From the first line to the last, set down the data exactly as given.

(Stored data entries)
---*---

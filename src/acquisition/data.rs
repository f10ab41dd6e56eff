//! Acquisition result record and persistence.

use std::collections::HashMap;
use std::fs;
use std::path::{Path, PathBuf};

use chrono::Local;
use ndarray::{Array4, ArrayD};
use num_complex::Complex64;
use serde::Serialize;
use serde_json::Value;

use crate::acquisition::parameter::AcquisitionParameter;
use crate::Error;

/// Identity of the sequence an acquisition was run with.
#[derive(Clone, Debug)]
pub struct SequenceInfo {
    pub name: String,
    /// Unrolled replay duration in s.
    pub duration: f64,
    /// Raw `.seq` text when the sequence was read from a file.
    pub text: Option<String>,
}

/// Result of one acquisition run.
///
/// `raw` holds one complex array per distinct readout length, shaped
/// `[averages, coils, phase encoding, readout]`; `unprocessed` keeps the
/// mV-scaled, reference-augmented data before demodulation at full rate.
pub struct AcquisitionData {
    raw: Vec<Array4<Complex64>>,
    unprocessed: Vec<Array4<f64>>,
    pub sequence: SequenceInfo,
    pub parameters: AcquisitionParameter,
    /// Dwell time of the decimated raw data in s.
    pub dwell_time: f64,
    /// Session directory acquisitions default to.
    pub session_dir: PathBuf,
    folder_name: String,
    info: serde_json::Map<String, Value>,
    additional: HashMap<String, ArrayD<f64>>,
}

impl AcquisitionData {
    pub(crate) fn new(
        raw: Vec<Array4<Complex64>>,
        unprocessed: Vec<Array4<f64>>,
        sequence: SequenceInfo,
        parameters: AcquisitionParameter,
        dwell_time: f64,
        session_dir: PathBuf,
    ) -> Self {
        let folder_name = format!(
            "{}-{}",
            Local::now().format("%Y-%m-%d-%H%M%S"),
            sequence.name.replace(' ', "_")
        );
        Self {
            raw,
            unprocessed,
            sequence,
            parameters,
            dwell_time,
            session_dir,
            folder_name,
            info: serde_json::Map::new(),
            additional: HashMap::new(),
        }
    }

    /// Raw buckets, one per distinct readout length.
    pub fn raw(&self) -> &[Array4<Complex64>] {
        &self.raw
    }

    /// Raw data of one gate-length bucket.
    pub fn get_data(&self, bucket: usize) -> Option<&Array4<Complex64>> {
        self.raw.get(bucket)
    }

    pub fn unprocessed(&self) -> &[Array4<f64>] {
        &self.unprocessed
    }

    /// Name of the acquisition folder `save` writes into.
    pub fn folder_name(&self) -> &str {
        &self.folder_name
    }

    /// Merge entries into the free-form info map persisted with the meta data.
    pub fn add_info(&mut self, entries: impl IntoIterator<Item = (String, Value)>) {
        self.info.extend(entries);
    }

    /// Attach a named extra array, persisted as `<name>.bin` beside the raw
    /// data.
    pub fn add_data(&mut self, name: impl Into<String>, array: ArrayD<f64>) {
        self.additional.insert(name.into(), array);
    }

    fn meta(&self) -> Result<Value, Error> {
        let mut meta = serde_json::Map::new();
        meta.insert("version".into(), env!("CARGO_PKG_VERSION").into());
        meta.insert(
            "date_time".into(),
            Local::now().format("%d/%m/%Y, %H:%M:%S").to_string().into(),
        );
        meta.insert("folder_name".into(), self.folder_name.clone().into());
        meta.insert(
            "dimensions".into(),
            serde_json::to_value(
                self.raw.iter().map(|a| a.shape().to_vec()).collect::<Vec<_>>(),
            )?,
        );
        meta.insert("dwell_time".into(), serde_json::to_value(self.dwell_time)?);
        meta.insert(
            "acquisition_parameter".into(),
            serde_json::to_value(&self.parameters)?,
        );
        meta.insert(
            "sequence".into(),
            serde_json::json!({
                "name": self.sequence.name,
                "duration": self.sequence.duration,
            }),
        );
        meta.insert("info".into(), Value::Object(self.info.clone()));
        Ok(Value::Object(meta))
    }

    /// Persist the acquisition.
    ///
    /// Creates `<base>/<YYYY-MM-DD-HHMMSS-SeqName>/` (base is `user_path` or
    /// the session directory) holding `meta.json`, the source `sequence.seq`
    /// when available, `raw_data[_k].bin`, optionally
    /// `unprocessed_data[_k].bin` and any named extra arrays. A folder left
    /// by a previous `save` is only replaced when `overwrite` is set.
    pub fn save(
        &self,
        user_path: Option<&Path>,
        save_unprocessed: bool,
        overwrite: bool,
    ) -> Result<PathBuf, Error> {
        let base = user_path
            .map(Path::to_path_buf)
            .unwrap_or_else(|| self.session_dir.clone());
        let folder = base.join(&self.folder_name);
        if folder.exists() && !overwrite {
            return Err(Error::Config(format!(
                "acquisition folder {} already exists, pass overwrite to replace it",
                folder.display()
            )));
        }
        fs::create_dir_all(&folder)?;

        fs::write(
            folder.join("meta.json"),
            serde_json::to_vec_pretty(&self.meta()?)?,
        )?;

        match &self.sequence.text {
            Some(text) => fs::write(folder.join("sequence.seq"), text)?,
            None => log::warn!(target: "AcqData", "no sequence source text to save"),
        }

        write_buckets(&folder, "raw_data", &self.raw)?;
        if save_unprocessed && !self.unprocessed.is_empty() {
            write_buckets(&folder, "unprocessed_data", &self.unprocessed)?;
        }
        for (name, array) in &self.additional {
            fs::write(folder.join(format!("{name}.bin")), postcard::to_allocvec(array)?)?;
        }

        log::info!(target: "AcqData", "saved acquisition data to {}", folder.display());
        Ok(folder)
    }
}

/// Write one bucket list; a single bucket drops the index suffix.
fn write_buckets<T: Serialize>(folder: &Path, stem: &str, buckets: &[T]) -> Result<(), Error> {
    if buckets.len() == 1 {
        fs::write(folder.join(format!("{stem}.bin")), postcard::to_allocvec(&buckets[0])?)?;
    } else {
        for (k, bucket) in buckets.iter().enumerate() {
            fs::write(
                folder.join(format!("{stem}_{k}.bin")),
                postcard::to_allocvec(bucket)?,
            )?;
        }
    }
    Ok(())
}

---*---

Answer to the exercise |
filename src/acquisition/data.rs
repository f10ab41dd6e56eff
//! Acquisition result record and persistence.

use std::collections::HashMap;
use std::fs;
use std::path::{Path, PathBuf};

use chrono::Local;
use ndarray::{Array4, ArrayD};
use num_complex::Complex64;
use serde::Serialize;
use serde_json::Value;

use crate::acquisition::parameter::AcquisitionParameter;
use crate::Error;

/// Identity of the sequence an acquisition was run with.
#[derive(Clone, Debug)]
pub struct SequenceInfo {
    pub name: String,
    /// Unrolled replay duration in s.
    pub duration: f64,
    /// Raw `.seq` text when the sequence was read from a file.
    pub text: Option<String>,
}

/// Result of one acquisition run.
///
/// `raw` holds one complex array per distinct readout length, shaped
/// `[averages, coils, phase encoding, readout]`; `unprocessed` keeps the
/// mV-scaled, reference-augmented data before demodulation at full rate.
pub struct AcquisitionData {
    raw: Vec<Array4<Complex64>>,
    unprocessed: Vec<Array4<f64>>,
    pub sequence: SequenceInfo,
    pub parameters: AcquisitionParameter,
    /// Dwell time of the decimated raw data in s.
    pub dwell_time: f64,
    /// Session directory acquisitions default to.
    pub session_dir: PathBuf,
    folder_name: String,
    info: serde_json::Map<String, Value>,
    additional: HashMap<String, ArrayD<f64>>,
}

impl AcquisitionData {
    pub(crate) fn new(
        raw: Vec<Array4<Complex64>>,
        unprocessed: Vec<Array4<f64>>,
        sequence: SequenceInfo,
        parameters: AcquisitionParameter,
        dwell_time: f64,
        session_dir: PathBuf,
    ) -> Self {
        let folder_name = format!(
            "{}-{}",
            Local::now().format("%Y-%m-%d-%H%M%S"),
            sequence.name.replace(' ', "_")
        );
        Self {
            raw,
            unprocessed,
            sequence,
            parameters,
            dwell_time,
            session_dir,
            folder_name,
            info: serde_json::Map::new(),
            additional: HashMap::new(),
        }
    }

    /// Raw buckets, one per distinct readout length.
    pub fn raw(&self) -> &[Array4<Complex64>] {
        &self.raw
    }

    /// Raw data of one gate-length bucket.
    pub fn get_data(&self, bucket: usize) -> Option<&Array4<Complex64>> {
        self.raw.get(bucket)
    }

    pub fn unprocessed(&self) -> &[Array4<f64>] {
        &self.unprocessed
    }

    /// Name of the acquisition folder `save` writes into.
    pub fn folder_name(&self) -> &str {
        &self.folder_name
    }

    /// Merge entries into the free-form info map persisted with the meta data.
    pub fn add_info(&mut self, entries: impl IntoIterator<Item = (String, Value)>) {
        self.info.extend(entries);
    }

    /// Attach a named extra array, persisted as `<name>.bin` beside the raw
    /// data.
    pub fn add_data(&mut self, name: impl Into<String>, array: ArrayD<f64>) {
        self.additional.insert(name.into(), array);
    }

    fn meta(&self) -> Result<Value, Error> {
        let mut meta = serde_json::Map::new();
        meta.insert("version".into(), env!("CARGO_PKG_VERSION").into());
        meta.insert(
            "date_time".into(),
            Local::now().format("%d/%m/%Y, %H:%M:%S").to_string().into(),
        );
        meta.insert("folder_name".into(), self.folder_name.clone().into());
        meta.insert(
            "dimensions".into(),
            serde_json::to_value(
                self.raw.iter().map(|a| a.shape().to_vec()).collect::<Vec<_>>(),
            )?,
        );
        meta.insert("dwell_time".into(), serde_json::to_value(self.dwell_time)?);
        meta.insert(
            "acquisition_parameter".into(),
            serde_json::to_value(&self.parameters)?,
        );
        meta.insert(
            "sequence".into(),
            serde_json::json!({
                "name": self.sequence.name,
                "duration": self.sequence.duration,
            }),
        );
        meta.insert("info".into(), Value::Object(self.info.clone()));
        Ok(Value::Object(meta))
    }

    /// Persist the acquisition.
    ///
    /// Creates `<base>/<YYYY-MM-DD-HHMMSS-SeqName>/` (base is `user_path` or
    /// the session directory) holding `meta.json`, the source `sequence.seq`
    /// when available, `raw_data[_k].bin`, optionally
    /// `unprocessed_data[_k].bin` and any named extra arrays. A folder left
    /// by a previous `save` is only replaced when `overwrite` is set.
    pub fn save(
        &self,
        user_path: Option<&Path>,
        save_unprocessed: bool,
        overwrite: bool,
    ) -> Result<PathBuf, Error> {
        let base = user_path
            .map(Path::to_path_buf)
            .unwrap_or_else(|| self.session_dir.clone());
        let folder = base.join(&self.folder_name);
        if folder.exists() && !overwrite {
            return Err(Error::Config(format!(
                "acquisition folder {} already exists, pass overwrite to replace it",
                folder.display()
            )));
        }
        fs::create_dir_all(&folder)?;

        fs::write(
            folder.join("meta.json"),
            serde_json::to_vec_pretty(&self.meta()?)?,
        )?;

        match &self.sequence.text {
            Some(text) => fs::write(folder.join("sequence.seq"), text)?,
            None => log::warn!(target: "AcqData", "no sequence source text to save"),
        }

        write_buckets(&folder, "raw_data", &self.raw)?;
        if save_unprocessed && !self.unprocessed.is_empty() {
            write_buckets(&folder, "unprocessed_data", &self.unprocessed)?;
        }
        for (name, array) in &self.additional {
            fs::write(folder.join(format!("{name}.bin")), postcard::to_allocvec(array)?)?;
        }

        log::info!(target: "AcqData", "saved acquisition data to {}", folder.display());
        Ok(folder)
    }
}

/// Write one bucket list; a single bucket drops the index suffix.
fn write_buckets<T: Serialize>(folder: &Path, stem: &str, buckets: &[T]) -> Result<(), Error> {
    if buckets.len() == 1 {
        fs::write(folder.join(format!("{stem}.bin")), postcard::to_allocvec(&buckets[0])?)?;
    } else {
        for (k, bucket) in buckets.iter().enumerate() {
            fs::write(
                folder.join(format!("{stem}_{k}.bin")),
                postcard::to_allocvec(bucket)?,
            )?;
        }
    }
    Ok(())
}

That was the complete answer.